[Saved entries]
BEGIN
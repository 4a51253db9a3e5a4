//! Common algorithms and utilities.

mod autocorr;
mod circular_buffer;
mod f32_array_ext;
mod fft;
mod midi;

pub use autocorr::{autocorr_conv, autocorr_fft_size, Autocorrelation};
pub use circular_buffer::CircularBuffer;
pub use f32_array_ext::F32ArrayExt;
pub use fft::real_fft;
pub use midi::freq_to_midi_note;
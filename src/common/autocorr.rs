use super::fft::real_fft;

/// Computes the length of the FFT needed to compute `lag_count` autocorrelation
/// values of a `buffer_size` long buffer without circular convolution effects.
pub fn autocorr_fft_size(buffer_size: usize, lag_count: usize) -> usize {
    assert!(lag_count <= buffer_size);
    let min_length = buffer_size + lag_count - 1;
    let mut result: usize = 16; // Smallest size handled by real_fft
    while result < min_length {
        result <<= 1;
    }
    result
}

/// FFT accelerated [autocorrelation](https://en.wikipedia.org/wiki/Autocorrelation)
/// of fixed size buffers. All memory is allocated on creation.
pub struct Autocorrelation {
    lag_count: usize,
    buffer_size: usize,
    fft_buffer: Box<[f32]>,
    psd_buffer: Box<[f32]>,
}

impl Autocorrelation {
    /// # Arguments
    ///
    /// * `buffer_size` - The size of the buffers to process.
    /// * `lag_count` - The number of autocorrelation values to compute.
    pub fn new(buffer_size: usize, lag_count: usize) -> Self {
        let fft_size = autocorr_fft_size(buffer_size, lag_count);
        Autocorrelation {
            lag_count,
            buffer_size,
            fft_buffer: vec![0.0; fft_size].into_boxed_slice(),
            psd_buffer: vec![0.0; fft_size].into_boxed_slice(),
        }
    }

    pub fn lag_count(&self) -> usize {
        self.lag_count
    }

    /// Computes the autocorrelation of `buffer` and writes it to
    /// `result`, which must hold `lag_count()` values.
    pub fn compute(&mut self, buffer: &[f32], result: &mut [f32]) {
        if buffer.len() != self.buffer_size || result.len() != self.lag_count {
            panic!(
                "Autocorrelation expects a buffer of length {} and a result of length {}, got {} and {}",
                self.buffer_size,
                self.lag_count,
                buffer.len(),
                result.len()
            )
        }

        // Zero padded input
        self.fft_buffer[..buffer.len()].copy_from_slice(buffer);
        for element in self.fft_buffer.iter_mut().skip(buffer.len()) {
            *element = 0.0
        }

        // Power spectral density, unpacked into a full real signal so the
        // inverse transform can be done using a forward real FFT.
        let psd_length = self.psd_buffer.len();
        let spectrum = real_fft(&mut self.fft_buffer);
        self.psd_buffer[0] = spectrum[0].re * spectrum[0].re;
        for (index, bin) in spectrum.iter().enumerate().skip(1) {
            let norm_sq = bin.norm_sqr();
            self.psd_buffer[index] = norm_sq;
            self.psd_buffer[psd_length - index] = norm_sq;
        }
        self.psd_buffer[spectrum.len()] = spectrum[0].im * spectrum[0].im;

        let autocorr = real_fft(&mut self.psd_buffer);
        let scale = 1.0 / (psd_length as f32);
        for (value, bin) in result.iter_mut().zip(autocorr.iter()) {
            *value = scale * bin.re;
        }
    }
}

/// Computes the autocorrelation of `window` by direct summation.
pub fn autocorr_conv(window: &[f32], result: &mut [f32]) {
    let window_size = window.len();
    if window_size < result.len() {
        panic!("Result vector must not be longer than the window.");
    }

    for (tau, value) in result.iter_mut().enumerate() {
        *value = window[..window_size - tau]
            .iter()
            .zip(window[tau..].iter())
            .map(|(a, b)| a * b)
            .sum();
    }
}
/// Default sample rate in Hz.
pub const DEFAULT_SAMPLE_RATE: f64 = 44100.0;
/// Default detect level threshold.
pub const DEFAULT_DETECT_LEVEL_THRESHOLD: f32 = 0.01;
/// Default number of pitch records per second.
pub const DEFAULT_PITCH_RECORDS_PER_SECOND: u32 = 50;
pub const MIN_DETECT_LEVEL_THRESHOLD: f32 = 0.0001;
pub const MAX_DETECT_LEVEL_THRESHOLD: f32 = 1.0;
pub const MIN_PITCH_RECORDS_PER_SECOND: u32 = 1;
pub const MAX_PITCH_RECORDS_PER_SECOND: u32 = 100;
/// Upper bound on the number of records kept in the history.
pub const MAX_RECORD_HISTORY_SIZE: usize = 100_000;

/// [PitchTracker](super::PitchTracker) settings.
#[derive(Debug, Clone, Copy, PartialEq)]
#[cfg_attr(feature = "serde", derive(serde::Serialize, serde::Deserialize))]
#[cfg_attr(feature = "serde", serde(default))]
pub struct PitchTrackerConfig {
    /// The input sample rate in Hz.
    pub sample_rate: f64,
    /// Input below this peak level is treated as silence.
    /// Clamped to `[MIN_DETECT_LEVEL_THRESHOLD, MAX_DETECT_LEVEL_THRESHOLD]`.
    pub detect_level_threshold: f32,
    /// Clamped to `[MIN_PITCH_RECORDS_PER_SECOND, MAX_PITCH_RECORDS_PER_SECOND]`.
    pub pitch_records_per_second: u32,
    /// The number of most recent records to keep. 0 disables the history.
    pub record_history_size: usize,
}

impl Default for PitchTrackerConfig {
    fn default() -> Self {
        PitchTrackerConfig {
            sample_rate: DEFAULT_SAMPLE_RATE,
            detect_level_threshold: DEFAULT_DETECT_LEVEL_THRESHOLD,
            pitch_records_per_second: DEFAULT_PITCH_RECORDS_PER_SECOND,
            record_history_size: 0,
        }
    }
}

pub(crate) fn clamp_detect_level_threshold(threshold: f32) -> f32 {
    if threshold.is_nan() {
        return DEFAULT_DETECT_LEVEL_THRESHOLD;
    }
    threshold.max(MIN_DETECT_LEVEL_THRESHOLD).min(MAX_DETECT_LEVEL_THRESHOLD)
}

pub(crate) fn clamp_pitch_records_per_second(records_per_second: u32) -> u32 {
    records_per_second.clamp(MIN_PITCH_RECORDS_PER_SECOND, MAX_PITCH_RECORDS_PER_SECOND)
}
END
» **Your instructions**
What is needed is an exact copy of the lines from the one containing "fn clamp_pitch_records_per_second(records_per_second: u32)" through the last line of the records above, both included.

» **Expected output**
pub(crate) fn clamp_pitch_records_per_second(records_per_second: u32) -> u32 {
    records_per_second.clamp(MIN_PITCH_RECORDS_PER_SECOND, MAX_PITCH_RECORDS_PER_SECOND)
}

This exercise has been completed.